The same piece, the Seventh Symphony, played a more positive role when it was played at the Concertgebouw in November, 1940, six months after the German occupation of the Netherlands. The piece contains many songs from Valerius' Nederlandtsche Gedenck-Clanck [Dutch Song of Remembrance], a collection of anti-Spanish songs originating from the Revolt of the Netherlands against the Spanish in the 16th and early 17th century. The finale ends with an 'anti-march', composed by Dopper as a reflection of the First World War, similar to the way in which Ravel's La Valse is a perversion of the sorrowless waltzes of Vienna before that war. The performance, obviously programmed before the German invasion and conducted by Mengelberg, erupted into a patriotic ovation. The recording of that event can be heard today in what is the only version of the Seventh Symphony available on record.

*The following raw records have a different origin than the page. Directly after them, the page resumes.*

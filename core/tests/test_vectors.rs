//! Verify build methods against the JSON test vectors in `test-vectors/`.
//!
//! Each case names an operation, its arguments, and the bridge argument
//! object the builder must produce. Comparing parsed JSON (not raw strings)
//! avoids false negatives from field ordering.

use force_net_core::{ClientConfig, RequestBuilder, RequestDescriptor};
use serde_json::{Map, Value};

fn arg<'a>(args: &'a Value, key: &str) -> &'a str {
    args[key].as_str().unwrap_or_else(|| panic!("missing argument {key}"))
}

fn opt_arg<'a>(args: &'a Value, key: &str) -> Option<&'a str> {
    args.get(key).and_then(Value::as_str)
}

fn fields(args: &Value) -> Map<String, Value> {
    args["fields"].as_object().cloned().unwrap_or_default()
}

/// Dispatch a vector case to the matching builder method.
fn build(b: &RequestBuilder, operation: &str, args: &Value) -> Option<RequestDescriptor> {
    let req = match operation {
        "versions" => b.versions(),
        "resources" => b.resources(),
        "describe_global" => b.describe_global(),
        "metadata" => b.metadata(arg(args, "objtype")),
        "describe" => b.describe(arg(args, "objtype")),
        "describe_layout" => b.describe_layout(arg(args, "objtype"), opt_arg(args, "record_type_id")),
        "create" => b.create(arg(args, "objtype"), fields(args)),
        "retrieve" => b.retrieve(arg(args, "objtype"), arg(args, "id"), opt_arg(args, "field_list")),
        "upsert" => b.upsert(
            arg(args, "objtype"),
            arg(args, "external_id_field"),
            opt_arg(args, "external_id"),
            fields(args),
        ),
        "update" => b.update(arg(args, "objtype"), arg(args, "id"), fields(args)),
        "del" => b.del(arg(args, "objtype"), arg(args, "id")),
        "query" => b.query(arg(args, "soql")),
        "query_more" => return b.query_more(arg(args, "url")),
        "search" => b.search(arg(args, "sosl")),
        "get_attachment" => b.get_attachment(arg(args, "id")),
        other => panic!("unknown operation: {other}"),
    };
    Some(req)
}

#[test]
fn request_test_vectors() {
    let raw = include_str!("../../test-vectors/requests.json");
    let vectors: Value = serde_json::from_str(raw).unwrap();

    let config = ClientConfig::with_api_version(vectors["api_version"].as_str().unwrap());
    let b = RequestBuilder::new(&config);

    for case in vectors["cases"].as_array().unwrap() {
        let name = case["name"].as_str().unwrap();
        let operation = case["operation"].as_str().unwrap();
        let expected = &case["expected_request"];

        let built = build(&b, operation, &case["args"]);
        if expected.is_null() {
            assert!(built.is_none(), "{name}: expected no request");
            continue;
        }

        let req = serde_json::to_value(built.unwrap_or_else(|| panic!("{name}: no request built"))).unwrap();
        for key in ["endPoint", "path", "method", "queryParams", "returnBinary"] {
            assert_eq!(req[key], expected[key], "{name}: {key}");
        }
        assert_eq!(req["headerParams"], serde_json::json!({}), "{name}: headerParams");
        assert_eq!(req["fileParams"], serde_json::json!({}), "{name}: fileParams");
        assert_eq!(req["doesNotRequireAuthentication"], false, "{name}: auth");
    }
}

#[test]
fn every_versioned_path_follows_set_api_version() {
    let raw = include_str!("../../test-vectors/requests.json");
    let vectors: Value = serde_json::from_str(raw).unwrap();

    let mut b = RequestBuilder::default();
    b.set_api_version("v99.0");

    for case in vectors["cases"].as_array().unwrap() {
        let name = case["name"].as_str().unwrap();
        let operation = case["operation"].as_str().unwrap();
        if matches!(operation, "versions" | "query_more") {
            continue;
        }
        let req = build(&b, operation, &case["args"]).unwrap();
        assert!(req.path.starts_with("/v99.0/"), "{name}: {}", req.path);
    }
}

Although most of Dopper's works slid into oblivion after his death, a recent revival has done much to rekindle interest in his music. A biography was published in 1998 by Joop Stam, and the British Chandos label released two CDs with works by Dopper (i.e., the 2nd, 3rd, and 6th symphonies, and two symphonic poems). In February, 2005, Dopper's First Symphony Diana received its world premiere by the Noord Nederlands Orkest in Leeuwarden. Dopper's two master works, the Seventh Symphony and the Ciaconna Gotica, are only available in vintage and (in the case of the Ciaconna) severely cut versions (albeit conducted by Willem Mengelberg).